The Constitutional Court and the Decision of Cancellation

It is incontestable that principle of the rule of law is in force in democracies. The state of law is based on the principle of the rule of law. European Court of Human Rights, in the case of Silver and others v. United Kingdom dated 1983, highlighted that the principle of the rule of law is a fundamental one. The state of law is the one which is based on the principle of the rule of law and acts in accordance with law and depends on law in its actions and applications. There is a necessary, inter alia, for independent and impartial judiciary to accomplish this principle. Obviously the law, which should be in force in the state of law, is the humanitarian law.

Judicial power controls depending on law and acting in accordance with law.  

Judicial power should do judicial control not political one.

Judicial power cannot do political control. Its control is the one, which is limited with law. Judicial institution cannot intervene to politicians’ right of discretionary power as long as it is suitable to law. Judicial power can control authorities of legislation just in accordance with the principle of the rule of law, subsequently; within this regard (being suitable to law or not).

Judicial institutions are not political institutions, so; they cannot make decisions with state, official, founding and any other similar ideologies. Mentioning independency but also distributing justice suitable to humanitarian law is not possible for the judicial institutions that express themselves in such kinds of ideological and political preferences.

Expectancy of making fair decision from dependent and partial judiciary is not realistic.

It is incontestable that the Constitutional Court’s the decision of Cancellation exceeds formal investigation, which is stated in provisions of the article 148 of the Constitution, but its content (basis) was investigated with interpretation. By this way, it is understood that there is a process to determine the content of legislative organ’s action, regarding with the Constitutional changes. It is also obvious that the situation is contrary to the principle of division of powers and intervention to the legislative organ’s monopoly of making law, subsequently; to the popular sovereignty.

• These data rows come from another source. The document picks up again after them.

// =============================================================================
// Node Rules
// =============================================================================

/// Computes the output types of one node from its current input types.
pub(crate) fn infer_node(graph: &Graph, id: NodeId) -> FuseResult<Vec<ValueType>> {
    let node = graph.node(id);
    let inputs: Vec<&ValueType> = node.inputs().iter().map(|&v| graph.value_type(v)).collect();
    let tensor = |i: usize| inputs.get(i).and_then(|t| t.as_tensor());
    let name = node.op.name();

    let single = |ty: Option<TensorType>| vec![ty.map_or(ValueType::Unknown, ValueType::Tensor)];

    let result = match &node.op {
        Op::Constant(value) => vec![value.value_type()],

        Op::Conv2d(params) => {
            let (Some(x), Some(w)) = (tensor(0), tensor(1)) else {
                return Ok(unknown(node.outputs().len()));
            };
            let mut dtypes = vec![x.dtype, w.dtype];
            dtypes.extend(tensor(2).map(|b| b.dtype));
            let dtype = float_dtype(name, &dtypes)?;
            let shape = match (&x.shape, &w.shape) {
                (Some(xs), Some(ws)) => Some(Shape::from_slice(&params.output_shape(xs, ws)?)),
                _ => None,
            };
            single(Some(dense_output(x, dtype, shape)))
        }

        Op::Linear => {
            let (Some(x), Some(w)) = (tensor(0), tensor(1)) else {
                return Ok(unknown(node.outputs().len()));
            };
            let mut dtypes = vec![x.dtype, w.dtype];
            dtypes.extend(tensor(2).map(|b| b.dtype));
            let dtype = float_dtype(name, &dtypes)?;
            let shape = match (&x.shape, &w.shape) {
                (Some(xs), Some(ws)) => {
                    if ws.len() != 2 || xs.last() != Some(&ws[1]) {
                        return Err(TensorError::shape_mismatch(xs, ws).into());
                    }
                    let mut out = Shape::from_slice(&xs[..xs.len() - 1]);
                    out.push(ws[0]);
                    Some(out)
                }
                _ => None,
            };
            single(Some(dense_output(x, dtype, shape)))
        }

        Op::MatMul | Op::Bmm => {
            let (Some(a), Some(b)) = (tensor(0), tensor(1)) else {
                return Ok(unknown(node.outputs().len()));
            };
            let dtype = float_dtype(name, &[a.dtype, b.dtype])?;
            let shape = match (&a.shape, &b.shape) {
                (Some(sa), Some(sb)) => {
                    if matches!(node.op, Op::Bmm) && (sa.len() != 3 || sb.len() != 3) {
                        return Err(FuseError::shape("bmm", format!("expects 3-d operands, got {sa:?} and {sb:?}")));
                    }
                    Some(matmul_shape(sa, sb)?)
                }
                _ => None,
            };
            single(Some(dense_output(a, dtype, shape)))
        }

        Op::BatchNorm { .. } | Op::Softmax { .. } => {
            let Some(x) = tensor(0) else {
                return Ok(unknown(1));
            };
            let dtype = float_dtype(name, &[x.dtype])?;
            single(Some(dense_output(x, dtype, x.shape.clone())))
        }

        Op::LayerNorm { normalized_shape, .. } => {
            let Some(x) = tensor(0) else {
                return Ok(unknown(1));
            };
            let dtype = float_dtype(name, &[x.dtype])?;
            let shape = normalized_shape.as_ref().and(x.shape.clone());
            single(Some(dense_output(x, dtype, shape)))
        }

        Op::Mean { dims, keepdim } => {
            let Some(x) = tensor(0) else {
                return Ok(unknown(1));
            };
            let dtype = float_dtype(name, &[x.dtype])?;
            let shape = match &x.shape {
                Some(s) => Some(reduced_shape(s, dims, *keepdim)?),
                None => None,
            };
            single(Some(dense_output(x, dtype, shape)))
        }

        Op::Cat { dim } => {
            let parts: Option<Vec<&TensorType>> = (0..inputs.len()).map(tensor).collect();
            let Some(parts) = parts.filter(|p| !p.is_empty()) else {
                return Ok(unknown(1));
            };
            let dtypes: Vec<DType> = parts.iter().map(|p| p.dtype).collect();
            let dtype = float_dtype(name, &dtypes)?;
            let shapes: Option<Vec<&Shape>> = parts.iter().map(|p| p.shape.as_ref()).collect();
            let shape = match shapes {
                Some(shapes) => Some(cat_shape(&shapes, *dim)?),
                None => None,
            };
            single(Some(dense_output(parts[0], dtype, shape)))
        }

        Op::MaxPool2d(params) => {
            let Some(x) = tensor(0) else {
                return Ok(unknown(1));
            };
            if !(x.dtype.is_floating() || x.dtype.is_quantized()) {
                return Err(unsupported(x.dtype, name));
            }
            let shape = match &x.shape {
                Some(s) => Some(Shape::from_slice(&params.output_shape(s)?)),
                None => None,
            };
            single(Some(dense_output(x, x.dtype, shape)))
        }

        Op::AvgPool2d { params, .. } => {
            let Some(x) = tensor(0) else {
                return Ok(unknown(1));
            };
            let dtype = float_dtype(name, &[x.dtype])?;
            let shape = match &x.shape {
                Some(s) => Some(Shape::from_slice(&params.output_shape(s)?)),
                None => None,
            };
            single(Some(dense_output(x, dtype, shape)))
        }

        Op::AdaptiveAvgPool2d { output_size } => {
            let Some(x) = tensor(0) else {
                return Ok(unknown(1));
            };
            let dtype = float_dtype(name, &[x.dtype])?;
            let shape = match &x.shape {
                Some(s) if s.len() == 4 => Some(Shape::from_slice(&[s[0], s[1], output_size[0], output_size[1]])),
                Some(s) => return Err(FuseError::shape(name, format!("expects a 4-d input, got {s:?}"))),
                None => None,
            };
            single(Some(dense_output(x, dtype, shape)))
        }

        Op::Unary { op, .. } => {
            let Some(x) = tensor(0) else {
                return Ok(unknown(1));
            };
            let dtype = if x.dtype.is_complex() && *op == onegraph_tensor::kernels::UnaryOp::Abs {
                DType::F32
            } else {
                float_dtype(name, &[x.dtype])?
            };
            single(Some(dense_output(x, dtype, x.shape.clone())))
        }

        Op::Clamp { .. } => {
            let Some(x) = tensor(0) else {
                return Ok(unknown(1));
            };
            let dtype = float_dtype(name, &[x.dtype])?;
            single(Some(dense_output(x, dtype, x.shape.clone())))
        }

        Op::Binary { op, .. } => match (inputs.first(), inputs.get(1)) {
            (Some(ValueType::Tensor(a)), Some(ValueType::Tensor(b))) => {
                let dtype = op.result_dtype(a.dtype, b.dtype).map_err(|_| FuseError::TypePromotion {
                    op: op.name(),
                    lhs: a.dtype,
                    rhs: b.dtype,
                })?;
                let shape = match (&a.shape, &b.shape) {
                    (Some(sa), Some(sb)) => Some(onegraph_tensor::shape::broadcast_shape(sa, sb)?),
                    _ => None,
                };
                single(Some(dense_output(a, dtype, shape)))
            }
            (Some(ValueType::Tensor(t)), Some(s)) | (Some(s), Some(ValueType::Tensor(t))) if s.is_scalar() => {
                if t.dtype.is_quantized() || t.dtype.is_complex() {
                    return Err(FuseError::TypePromotion {
                        op: op.name(),
                        lhs: t.dtype,
                        rhs: DType::F32,
                    });
                }
                let dtype = if *op == onegraph_tensor::kernels::BinaryOp::Gt {
                    DType::Bool
                } else if t.dtype.is_floating() {
                    t.dtype
                } else {
                    DType::F32
                };
                single(Some(dense_output(t, dtype, t.shape.clone())))
            }
            (Some(a), Some(b)) if a.is_scalar() && b.is_scalar() => {
                if *op == onegraph_tensor::kernels::BinaryOp::Gt {
                    vec![ValueType::Bool]
                } else {
                    vec![ValueType::Float]
                }
            }
            _ => unknown(1),
        },

        Op::View { shape: target } | Op::Reshape { shape: target } => {
            let Some(x) = tensor(0) else {
                return Ok(unknown(1));
            };
            let shape = match (target, &x.shape) {
                (Some(target), Some(s)) => Some(reshape(s, target)?),
                _ => None,
            };
            single(Some(TensorType {
                dtype: x.dtype,
                shape,
                layout: Layout::Contiguous,
            }))
        }

        Op::Permute { dims } => {
            let Some(x) = tensor(0) else {
                return Ok(unknown(1));
            };
            let shape = match &x.shape {
                Some(s) => Some(permute_shape(s, dims)?),
                None => None,
            };
            let identity = dims.iter().enumerate().all(|(i, &d)| i == d);
            single(Some(strided_view(x, shape, identity)))
        }

        Op::Transpose { dim0, dim1 } => {
            let Some(x) = tensor(0) else {
                return Ok(unknown(1));
            };
            let (shape, identity) = match &x.shape {
                Some(s) => {
                    let d0 = normalize_dim(*dim0, s.len())?;
                    let d1 = normalize_dim(*dim1, s.len())?;
                    let mut out = s.clone();
                    out.swap(d0, d1);
                    (Some(out), d0 == d1)
                }
                None => (None, false),
            };
            single(Some(strided_view(x, shape, identity)))
        }

        Op::Contiguous { layout } => {
            let Some(x) = tensor(0) else {
                return Ok(unknown(1));
            };
            single(Some(TensorType {
                dtype: x.dtype,
                shape: x.shape.clone(),
                layout: *layout,
            }))
        }

        Op::Select { dim, index } => {
            let Some(x) = tensor(0) else {
                return Ok(unknown(1));
            };
            let (shape, leading) = match &x.shape {
                Some(s) => {
                    let d = normalize_dim(*dim, s.len())?;
                    let size = s[d] as i64;
                    if *index >= size || *index < -size {
                        return Err(TensorError::IndexOutOfBounds {
                            index: *index,
                            size: s[d],
                        }
                        .into());
                    }
                    let mut out = s.clone();
                    out.remove(d);
                    (Some(out), d == 0)
                }
                None => (None, false),
            };
            single(Some(strided_view(x, shape, leading)))
        }

        Op::Size { dim } => match dim {
            Some(_) => vec![ValueType::Int],
            None => vec![ValueType::IntList],
        },

        Op::ListConstruct => {
            if inputs.iter().all(|t| matches!(t, ValueType::Int)) {
                vec![ValueType::IntList]
            } else {
                vec![ValueType::List]
            }
        }

        Op::To { dtype } => {
            let Some(x) = tensor(0) else {
                return Ok(unknown(1));
            };
            if x.dtype.is_quantized() || dtype.is_quantized() || x.dtype.is_complex() != dtype.is_complex() {
                return Err(unsupported(x.dtype, name));
            }
            single(Some(dense_output(x, *dtype, x.shape.clone())))
        }

        Op::QuantizePerTensor { dtype, .. } | Op::QuantizePerChannel { dtype, .. } => {
            let Some(x) = tensor(0) else {
                return Ok(unknown(1));
            };
            if !x.dtype.is_floating() {
                return Err(unsupported(x.dtype, name));
            }
            if !dtype.is_quantized() {
                return Err(unsupported(*dtype, name));
            }
            single(Some(dense_output(x, *dtype, x.shape.clone())))
        }

        Op::Dequantize => {
            let Some(x) = tensor(0) else {
                return Ok(unknown(1));
            };
            if !x.dtype.is_quantized() {
                return Err(unsupported(x.dtype, name));
            }
            single(Some(TensorType {
                dtype: DType::F32,
                shape: x.shape.clone(),
                layout: x.layout,
            }))
        }

        Op::If => {
            let branches: Vec<Vec<ValueType>> = node
                .blocks()
                .iter()
                .map(|&b| graph.block_returns(b).iter().map(|&v| graph.value_type(v).clone()).collect())
                .collect();
            (0..node.outputs().len())
                .map(|i| {
                    let mut merged: Option<ValueType> = None;
                    for branch in &branches {
                        let ty = branch.get(i).cloned().unwrap_or(ValueType::Unknown);
                        merged = Some(match merged {
                            None => ty,
                            Some(prev) => merge_types(prev, ty),
                        });
                    }
                    merged.unwrap_or(ValueType::Unknown)
                })
                .collect()
        }

        Op::FusionGroup(group) => {
            let types: Vec<ValueType> = inputs.iter().map(|&t| t.clone()).collect();
            infer_group(group, &types)?
        }
    };
    Ok(result)
}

Technically it can be said; the Court’s decision is a power exceeding. It is, probably, early to make comment in terms of its content and outcomes. However; it is also understood that the subject is dealt with from perspective of protection of regime not protection of individual freedoms.

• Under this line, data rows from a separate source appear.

impl Tensor {
    // =========================================================================
    // Constructors
    // =========================================================================

    /// Creates an f32 tensor from data in row-major order.
    pub fn from_vec(data: Vec<f32>, shape: &[usize]) -> TensorResult<Self> {
        Self::from_vec_with_dtype(data, shape, DType::F32)
    }

    /// Creates a tensor of a non-quantized dtype, rounding values to it.
    pub fn from_vec_with_dtype(mut data: Vec<f32>, shape: &[usize], dtype: DType) -> TensorResult<Self> {
        if dtype.is_quantized() {
            return Err(TensorError::Quantization(
                "quantized tensors need quantization parameters".to_string(),
            ));
        }
        let expected = numel(shape) * lanes(dtype);
        if data.len() != expected {
            return Err(TensorError::DataLengthMismatch {
                expected,
                actual: data.len(),
            });
        }
        round_in_place(&mut data, dtype);
        Ok(Self::dense(data, shape, dtype, None))
    }

    /// Creates a quantized tensor from integer levels.
    pub fn quantized_from_vec(
        data: Vec<f32>,
        shape: &[usize],
        dtype: DType,
        qparams: QParams,
    ) -> TensorResult<Self> {
        if !dtype.is_quantized() {
            return Err(TensorError::UnsupportedDType {
                dtype,
                op: "quantized_from_vec",
            });
        }
        if data.len() != numel(shape) {
            return Err(TensorError::DataLengthMismatch {
                expected: numel(shape),
                actual: data.len(),
            });
        }
        if let QParams::PerChannel { scales, axis, .. } = &qparams {
            if *axis >= shape.len() || scales.len() != shape[*axis] {
                return Err(TensorError::Quantization(format!(
                    "{} channel scales do not match axis {} of shape {:?}",
                    scales.len(),
                    axis,
                    shape
                )));
            }
        }
        Ok(Self::dense(data, shape, dtype, Some(Arc::new(qparams))))
    }

    /// Creates a tensor filled with zeros.
    #[must_use]
    pub fn zeros(shape: &[usize]) -> Self {
        Self::full(shape, 0.0)
    }

    /// Creates an f32 tensor filled with one value.
    #[must_use]
    pub fn full(shape: &[usize], value: f32) -> Self {
        Self::dense(vec![value; numel(shape)], shape, DType::F32, None)
    }

    /// Creates a 0-d f32 tensor.
    #[must_use]
    pub fn scalar(value: f32) -> Self {
        Self::dense(vec![value], &[], DType::F32, None)
    }

    pub(crate) fn dense(data: Vec<f32>, shape: &[usize], dtype: DType, qparams: Option<Arc<QParams>>) -> Self {
        Self {
            storage: Arc::new(RwLock::new(data)),
            shape: Shape::from_slice(shape),
            strides: contiguous_strides(shape),
            offset: 0,
            dtype,
            layout: Layout::Contiguous,
            qparams,
        }
    }

    /// Builds a dense output tensor carrying this tensor's quantization metadata.
    pub(crate) fn dense_like(&self, data: Vec<f32>, shape: &[usize]) -> Self {
        let mut out = Self::dense(data, shape, self.dtype, self.qparams.clone());
        out.layout = dense_layout(self.layout);
        out
    }

    // =========================================================================
    // Properties
    // =========================================================================

    /// Returns the shape.
    #[must_use]
    pub fn shape(&self) -> &[usize] {
        &self.shape
    }

    /// Returns the strides in elements.
    #[must_use]
    pub fn strides(&self) -> &[isize] {
        &self.strides
    }

    /// Returns the number of dimensions.
    #[must_use]
    pub fn ndim(&self) -> usize {
        self.shape.len()
    }

    /// Returns the number of elements.
    #[must_use]
    pub fn numel(&self) -> usize {
        numel(&self.shape)
    }

    /// Returns the element dtype.
    #[must_use]
    pub fn dtype(&self) -> DType {
        self.dtype
    }

    /// Returns the memory layout tag.
    #[must_use]
    pub fn layout(&self) -> Layout {
        self.layout
    }

    /// Returns the quantization parameters of a quantized tensor.
    #[must_use]
    pub fn qparams(&self) -> Option<&QParams> {
        self.qparams.as_deref()
    }

    /// Returns true if the elements are laid out densely in row-major order.
    #[must_use]
    pub fn is_contiguous(&self) -> bool {
        is_contiguous(&self.shape, &self.strides)
    }

    /// Returns true if both tensors view the same storage.
    #[must_use]
    pub fn shares_storage(&self, other: &Self) -> bool {
        Arc::ptr_eq(&self.storage, &other.storage)
    }

    /// Returns a tensor that shares storage but carries a new layout tag.
    #[must_use]
    pub fn with_layout(&self, layout: Layout) -> Self {
        let mut out = self.clone();
        out.layout = layout;
        out
    }

    // =========================================================================
    // Data Access
    // =========================================================================

    /// Returns the elements in logical row-major order.
    ///
    /// Complex tensors return interleaved (re, im) pairs.
    #[must_use]
    pub fn to_vec(&self) -> Vec<f32> {
        let storage = self.storage.read();
        let lanes = lanes(self.dtype);
        let total = self.numel();

        if self.is_contiguous() {
            let start = self.offset * lanes;
            return storage[start..start + total * lanes].to_vec();
        }

        let mut result = Vec::with_capacity(total * lanes);
        for i in 0..total {
            let index = unravel_index(i, &self.shape);
            let pos = self.element_offset(&index);
            result.extend_from_slice(&storage[pos * lanes..(pos + 1) * lanes]);
        }
        result
    }

    /// Returns the single element of a one-element tensor.
    pub fn item(&self) -> TensorResult<f32> {
        if self.numel() != 1 || self.dtype.is_complex() {
            return Err(TensorError::invalid_operation(format!(
                "item() requires a single real element, tensor has shape {:?}",
                self.shape()
            )));
        }
        Ok(self.to_vec()[0])
    }

    /// Writes row-major data through this view into the shared storage.
    pub fn assign(&self, data: &[f32]) -> TensorResult<()> {
        let lanes = lanes(self.dtype);
        if data.len() != self.numel() * lanes {
            return Err(TensorError::DataLengthMismatch {
                expected: self.numel() * lanes,
                actual: data.len(),
            });
        }
        let mut values = data.to_vec();
        round_in_place(&mut values, self.dtype);

        let mut storage = self.storage.write();
        for (i, chunk) in values.chunks(lanes).enumerate() {
            let index = unravel_index(i, &self.shape);
            let pos = self.element_offset(&index);
            storage[pos * lanes..(pos + 1) * lanes].copy_from_slice(chunk);
        }
        Ok(())
    }

    /// Returns a dense copy that no longer shares storage.
    #[must_use]
    pub fn deep_clone(&self) -> Self {
        self.dense_like(self.to_vec(), &self.shape.clone())
            .with_layout(dense_layout(self.layout))
    }

    /// Returns the elements broadcast to `target` in row-major order.
    pub fn broadcast_values(&self, target: &[usize]) -> TensorResult<Vec<f32>> {
        if self.ndim() > target.len() {
            return Err(TensorError::BroadcastError {
                shape1: self.shape.to_vec(),
                shape2: target.to_vec(),
            });
        }
        let strides = broadcast_strides(&self.shape, &self.strides, target);
        let storage = self.storage.read();
        let total = numel(target);
        let mut result = Vec::with_capacity(total);
        for i in 0..total {
            let index = unravel_index(i, target);
            let pos = self.offset as isize + linear_index(&index, &strides);
            result.push(storage[pos as usize]);
        }
        Ok(result)
    }

    fn element_offset(&self, index: &[usize]) -> usize {
        (self.offset as isize + linear_index(index, &self.strides)) as usize
    }

    // =========================================================================
    // View Operations
    // =========================================================================

    /// Returns a view with a new shape; requires a contiguous tensor.
    pub fn view(&self, new_shape: &[i64]) -> TensorResult<Self> {
        if !self.is_contiguous() {
            return Err(TensorError::invalid_operation(
                "view requires a contiguous tensor, use reshape",
            ));
        }
        let shape = reshape(&self.shape, new_shape)?;
        Ok(Self {
            storage: Arc::clone(&self.storage),
            strides: contiguous_strides(&shape),
            shape,
            offset: self.offset,
            dtype: self.dtype,
            layout: Layout::Contiguous,
            qparams: self.per_tensor_qparams()?,
        })
    }

    /// Returns a tensor with a new shape, copying when the view is impossible.
    pub fn reshape(&self, new_shape: &[i64]) -> TensorResult<Self> {
        if self.is_contiguous() {
            self.view(new_shape)
        } else {
            self.contiguous(Layout::Contiguous).view(new_shape)
        }
    }

    /// Returns a view with reordered dimensions.
    pub fn permute(&self, dims: &[usize]) -> TensorResult<Self> {
        let shape = permute_shape(&self.shape, dims)?;
        let strides: Strides = dims.iter().map(|&d| self.strides[d]).collect();
        let layout = if is_contiguous(&shape, &strides) {
            Layout::Contiguous
        } else {
            Layout::Strided
        };
        Ok(Self {
            storage: Arc::clone(&self.storage),
            shape,
            strides,
            offset: self.offset,
            dtype: self.dtype,
            layout,
            qparams: self.qparams.as_ref().map(|q| Arc::new(q.permuted(dims))),
        })
    }

    /// Returns a view with two dimensions swapped.
    pub fn transpose(&self, dim0: i64, dim1: i64) -> TensorResult<Self> {
        let d0 = normalize_dim(dim0, self.ndim())?;
        let d1 = normalize_dim(dim1, self.ndim())?;
        let mut dims: Vec<usize> = (0..self.ndim()).collect();
        dims.swap(d0, d1);
        self.permute(&dims)
    }

    /// Returns a view of one index along a dimension, dropping that dimension.
    pub fn select(&self, dim: i64, index: i64) -> TensorResult<Self> {
        let d = normalize_dim(dim, self.ndim())?;
        let size = self.shape[d];
        let i = if index < 0 { index + size as i64 } else { index };
        if i < 0 || i >= size as i64 {
            return Err(TensorError::IndexOutOfBounds { index, size });
        }
        let mut shape = self.shape.clone();
        let mut strides = self.strides.clone();
        let offset = (self.offset as isize + i as isize * strides[d]) as usize;
        shape.remove(d);
        strides.remove(d);
        let layout = if is_contiguous(&shape, &strides) {
            Layout::Contiguous
        } else {
            Layout::Strided
        };
        Ok(Self {
            storage: Arc::clone(&self.storage),
            shape,
            strides,
            offset,
            dtype: self.dtype,
            layout,
            qparams: self.per_tensor_qparams()?,
        })
    }

    /// Returns a dense copy tagged with the requested memory layout.
    ///
    /// Returns `self` unchanged when it already has that layout.
    #[must_use]
    pub fn contiguous(&self, layout: Layout) -> Self {
        if self.layout == layout && self.is_contiguous() {
            return self.clone();
        }
        let mut out = self.dense_like(self.to_vec(), &self.shape.clone());
        out.layout = layout;
        out
    }

    fn per_tensor_qparams(&self) -> TensorResult<Option<Arc<QParams>>> {
        match self.qparams.as_deref() {
            Some(QParams::PerChannel { .. }) => Err(TensorError::Quantization(
                "reshaping a per-channel quantized tensor is not supported".to_string(),
            )),
            _ => Ok(self.qparams.clone()),
        }
    }

    // =========================================================================
    // Type Conversion
    // =========================================================================

    /// Converts to another non-quantized dtype.
    pub fn to_dtype(&self, dtype: DType) -> TensorResult<Self> {
        if self.dtype.is_quantized() || dtype.is_quantized() {
            return Err(TensorError::UnsupportedDType {
                dtype: if dtype.is_quantized() { dtype } else { self.dtype },
                op: "to",
            });
        }
        if self.dtype.is_complex() != dtype.is_complex() {
            return Err(TensorError::UnsupportedDType {
                dtype: self.dtype,
                op: "to",
            });
        }
        if dtype == self.dtype {
            return Ok(self.clone());
        }
        let mut data = self.to_vec();
        round_in_place(&mut data, dtype);
        let mut out = Self::dense(data, &self.shape, dtype, None);
        out.layout = dense_layout(self.layout);
        Ok(out)
    }
}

Various groups, in terms of political preferences, may be pleased with the decision. They may say “the decision might be contrary to the principles of the law but its outcomes are good”. This manner of thought, as well, cannot be accepted.

Perceiving judiciary as a means of attempts, which may be interpreted as ideological and political preference cannot be accepted, no matter which ideological and political preference the judiciary has. It is a definite principle. Although the decision is suitable to ideological and political preferences of each of us, we cannot approve the judiciary’s such kinds of preferences in terms of the principles of human rights and freedoms, democracy and the rule of law. This attitude is too much pragmatist, opportunist, partial and unprincipled.

Therefore it should be accepted that the independent and impartial judiciary constitutes assurance for everyone in terms of protection of human rights.

The judiciary be supporter neither of the state ideology nor any kinds of ideology, and governments, ruling parties as well as any other opinions and organizations.

The judiciary should be independent and impartial. It should be fair. It should accomplish the principle of the rule of law. It should protect human rights and freedoms. The judiciary should be able to contribute, via its decisions, to the development of the law in Turkey.